### RECORDS SHOWN
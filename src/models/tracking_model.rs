//! models/tracking_model.rs

use std::str::FromStr;

use anyhow::{anyhow, Error};
use chrono::{DateTime, Utc};
use serde::{Deserialize, Serialize};

/// Clave compuesta del ledger.
#[derive(Debug, Clone, PartialEq, Eq, Hash, Serialize, Deserialize)]
pub struct TrackingKey {
    pub campaign_id: String,
    pub contact_id: i64,
    pub step: i32,
}

impl TrackingKey {
    pub fn new(campaign_id: &str, contact_id: i64, step: i32) -> Self {
        Self {
            campaign_id: campaign_id.to_string(),
            contact_id,
            step,
        }
    }
}

#[derive(Debug, Clone, Copy, PartialEq, Eq, Serialize, Deserialize)]
#[serde(rename_all = "snake_case")]
pub enum TrackingStatus {
    /// Marcador mientras el envío está en curso.
    Reserved,
    Sent,
    Deferred,
    Failed,
}

impl TrackingStatus {
    pub fn as_str(&self) -> &'static str {
        match self {
            TrackingStatus::Reserved => "reserved",
            TrackingStatus::Sent => "sent",
            TrackingStatus::Deferred => "deferred",
            TrackingStatus::Failed => "failed",
        }
    }
}

impl FromStr for TrackingStatus {
    type Err = Error;

    fn from_str(s: &str) -> Result<Self, Self::Err> {
        match s {
            "reserved" => Ok(TrackingStatus::Reserved),
            "sent" => Ok(TrackingStatus::Sent),
            "deferred" => Ok(TrackingStatus::Deferred),
            "failed" => Ok(TrackingStatus::Failed),
            other => Err(anyhow!("Estado de tracking desconocido: {}", other)),
        }
    }
}

#[derive(Debug, Clone, Serialize)]
pub struct TrackingRecord {
    pub key: TrackingKey,
    pub sender_email: String,
    pub status: TrackingStatus,
    pub message_id: Option<String>,
    pub error: Option<String>,
    pub attempts: i64,
    pub updated_at: DateTime<Utc>,
}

### ACTIVITY
With the string "DateTime" as the key, filter the data above and show the lines that match.

### COMPLETED EXERCISE
use chrono::{DateTime, Utc};
    pub updated_at: DateTime<Utc>,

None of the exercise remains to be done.